Use the table below to see what GlymaIDs have SNPs on a specific chromosome.

Use the table below to see SNPs at specific locations within a GlymaID.

Matching Glyma IDs

Matching SNPs

Genealogy

Data is available for cultivars shown in black.

SNP Documentation

Data Collection

The data displayed in this applet is derived from next generation sequencing of 120 soybean lines. Seventy-nine new lines were sequenced as part of this project and represent plant introductions and milestone cultivars. The remaining sequences represent the 41 parents used for developing the soybean NAM population. NAM parent sequences were provided by Dr. Perry Cregan (USDA-ARS) and the Soybean NAM project. For the new sequences generated by this project, twenty seeds from each line were acquired from the USDA Soybean Germplasm Collection. Seeds were planted in the USDA greenhouse at Iowa State University. Once plants reached the trifoliolate stage, leaves from up to 10 plants were pooled and genomic DNA was extracted. DNA was sent to Hudson Alpha Institute for Biotechnology for next-generation sequencing. In addition, replicated field trials were conducted on a subset of lines (30 of the 79 lines, plus ancestral varieties that were not sequenced) to measure protein, oil, yield, and other characteristics under standard growth conditions, to dissociate the effect of on-farm improvements from genetic gain [1],[2].

Processing Data and SNP Identification

Raw reads were aligned to the reference soybean genome (version 2) using GSNAP (version 2013-8-31) [3].
Reads that mapped uniquely were converted from SAM format to BAM format using samtools [4].
Read groups were added for each soybean line and duplicate reads were removed using AddOrReplaceReadGroups and MarkDuplicates functions in picard tools.
The resulting alignment BAM files were realigned using IndelRealigner function in GATK [5]. The ReduceReads function was used to compress the alignment files by removing non-informative and redundant reads (default parameters except for downsample_coverage=1).
SNPs and InDels were called on all reduced BAM files together using the HaplotypeCaller function in GATK (version 2.7-2-g6bda569).

SNP Sampling

Summary

SNPS displayed in this applet are reliable SNPs from 120 lines. 86944 unique SNPs were identified for further analysis.

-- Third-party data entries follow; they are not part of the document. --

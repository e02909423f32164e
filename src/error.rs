//! Blebridge errors

use num_enum::TryFromPrimitive;

/// The error type for bridge operations
#[derive(Debug)]
pub struct Error {
    kind: ErrorKind,
    source: Option<Box<dyn std::error::Error + Send + Sync + 'static>>,
    message: String,
}

impl Error {
    pub(crate) fn new(
        kind: ErrorKind,
        source: Option<Box<dyn std::error::Error + Send + Sync + 'static>>,
        message: String,
    ) -> Self {
        Error { kind, source, message }
    }

    /// Returns the corresponding [ErrorKind] for this error.
    pub fn kind(&self) -> ErrorKind {
        self.kind
    }

    /// Returns the message for this error.
    pub fn message(&self) -> &str {
        &self.message
    }
}

impl std::fmt::Display for Error {
    fn fmt(&self, f: &mut std::fmt::Formatter<'_>) -> std::fmt::Result {
        match (self.message.is_empty(), &self.source) {
            (true, None) => write!(f, "{}", &self.kind),
            (false, None) => write!(f, "{}: {}", &self.kind, &self.message),
            (true, Some(err)) => write!(f, "{}: {}", &self.kind, err),
            (false, Some(err)) => write!(f, "{}: {} ({})", &self.kind, &self.message, err),
        }
    }
}

impl std::error::Error for Error {
    fn source(&self) -> Option<&(dyn std::error::Error + 'static)> {
        self.source.as_ref().map(|x| {
            let x: &(dyn std::error::Error + 'static) = &**x;
            x
        })
    }
}

/// A list of general categories of bridge error.
#[non_exhaustive]
#[derive(Debug, displaydoc::Display, Clone, Copy, PartialEq, Eq, PartialOrd, Ord, Hash)]
pub enum ErrorKind {
    /// the Bluetooth adapter is not available
    AdapterUnavailable,
    /// permission denied
    NotAuthorized,
    /// the request is not implemented
    NotImplemented,
    /// an internal error has occured
    Internal,
    /// error
    Other,
}

impl From<ErrorKind> for Error {
    fn from(kind: ErrorKind) -> Self {
        Error {
            kind,
            source: None,
            message: String::new(),
        }
    }
}

/// Discovery failure codes reported by the platform scanner when a scan cannot be started or
/// continued.
#[repr(i32)]
#[derive(Debug, displaydoc::Display, Clone, Copy, PartialEq, Eq, PartialOrd, Ord, Hash, TryFromPrimitive)]
pub enum ScanFailureCode {
    /// A scan with the same settings is already started by the application.
    AlreadyStarted = 1,
    /// The application could not be registered with the scanner.
    ApplicationRegistrationFailed = 2,
    /// An internal scanner error occurred.
    InternalError = 3,
    /// Scanning is not supported by this hardware.
    FeatureUnsupported = 4,
    /// The scanner is out of hardware resources.
    OutOfHardwareResources = 5,
    /// Scanning was started too frequently.
    ScanningTooFrequently = 6,
}

/// A discovery failure reported by the adapter mid-session.
#[derive(Debug, displaydoc::Display, Clone, Copy, PartialEq, Eq, PartialOrd, Ord, Hash)]
pub enum ScanFailure {
    /// {0}
    Known(ScanFailureCode),
    /// unknown scan failure: {0}
    Unknown(i32),
}

impl ScanFailure {
    /// The raw failure code as delivered by the platform.
    pub fn code(&self) -> i32 {
        match self {
            ScanFailure::Known(code) => *code as i32,
            ScanFailure::Unknown(code) => *code,
        }
    }
}

impl From<i32> for ScanFailure {
    fn from(number: i32) -> Self {
        match ScanFailureCode::try_from(number) {
            Ok(code) => ScanFailure::Known(code),
            Err(_) => ScanFailure::Unknown(number),
        }
    }
}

Need to delineate "reliable" criterion.

The lines included in this analysis are:

180501	CL0J173-6-8	Hood	LG92-1255	PI574
4J105-3-4	Clark	HS6-3976	LG94-1128	Pickett
506-13640-2	Clark (NAM)	Hutcheson	LG94-1906	Prohio
5601T	Clemson	IA3023	LG97-7012	Raleigh
5M20-2-5-2	CNS	Illini	LG98-1605	Ralsoy
88788	Cook	Jackson	Lincoln	Ransom
A3127	Corsoy	Kanro	Magellan	Richland
Adams	Cumberland	Kent	Mandarin	Roanoke
A.K.	Davis	Lawrence	Maverick	S06-13640
Amcor	Dillon	LD00-3309	Merit	S-100
Amsoy	Dorman	LD01-5907	Mukden	Shelby
Anderson	Douglas	LD02-4485	NCRoy	Skylla
Beeson	Dunfield	LD02-9050	NE3001	TN05-3027
Blackhawk	Essex	Lee	Oakland	Tokyo
Bonus	Ford	LG00-3372	Ogden	Tracy
Bragg	Forrest	LG03-2979	Pella	U03-100612
Braxton	Gasoy17	LG03-3191	Perry	Volstate
Brim	Haberlandt	LG04-4717	PI398	Wayne
Calland	Hagood	LG04-6000	PI404	Williams
Capital	Harcor	LG05-4292	PI427	Williams82
Centennial	Harosoy	LG05-4317	PI437	Woodworth
Century	Hawkeye	LG05-4464	PI507	York
Chippewa	Hill	LG05-4832	PI518	Young
CL0J095-4-6	Holladay	LG90-2550	PI561	Zane

Kinship Analysis

Sampling Methodology

Kinship matrices were generated with TASSEL [6] using a subset of the SNP data, where one random SNP was taken from every 10,000 base interval in the genome or the next closest SNP (Supplementary Script 1).

Clustering and Plot of Kinship Distance

These matrices were then clustered using Ward's method, using the distance (2- similarity). Clusters were used to lay out the rows and columns of the heatmap.

library(plyr)
library(reshape2)
library(animint)
library(ggplot2) # need to use fork of ggplot2: install_github("tdhock/ggplot2") for animint compatibility
library(ggdendro)
library(grid)


# Symmetric kinship matrix except for the first column, which contains the variety names
tmp <- read.csv("kinshipMatrix.txt", sep="\t", skip=1, head=F, stringsAsFactors=F)
names(tmp) <- c("Variety", tmp[,1])

# Fix names to correspond with actual usage
rownames <- tmp$Variety
rownames <- gsub("506-13640-2", "S06-13640-2", rownames)
rownames <- gsub("901-G0\\d{1}_RS_", "", rownames)
rownames <- gsub("_NuGEN", "", rownames)
rownames <- gsub("Gasoy17", "Gasoy 17", rownames)
rownames <- gsub("RS_", "", rownames)
rownames <- gsub("Williams82", "Williams 82", rownames)
rownames <- gsub("AK_004", "A.K. (Harrow)", rownames)
rownames <- gsub("NCR", "R", rownames)

# Enforce row and column names
tmp$Variety <- rownames
names(tmp) <- c("Variety", rownames)

# Create numerical matrix for use in clustering algorithms
meanMatrix <- data.matrix(tmp[,-1])
# Ensure dimnames are accurate
dimnames(meanMatrix)[[1]] <- rownames
dimnames(meanMatrix)[[2]] <- rownames

# Convert kinship (similarity) to distance matrix by subtracting relatedness from 2 (maximum relatedness)
dd.col <- rev(as.dendrogram(hclust(as.dist(2-meanMatrix), method="ward.D")))
dd.row <- as.dendrogram(hclust(as.dist(2-meanMatrix), method="ward.D"))
col.ord <- labels(dd.col)
row.ord <- labels(dd.row)
# Get x and y coordinates
ddata_x <- dendro_data(dd.row)
ddata_y <- dendro_data(dd.col)

The clusters were then formatted for plotting and plotted using ggplot2.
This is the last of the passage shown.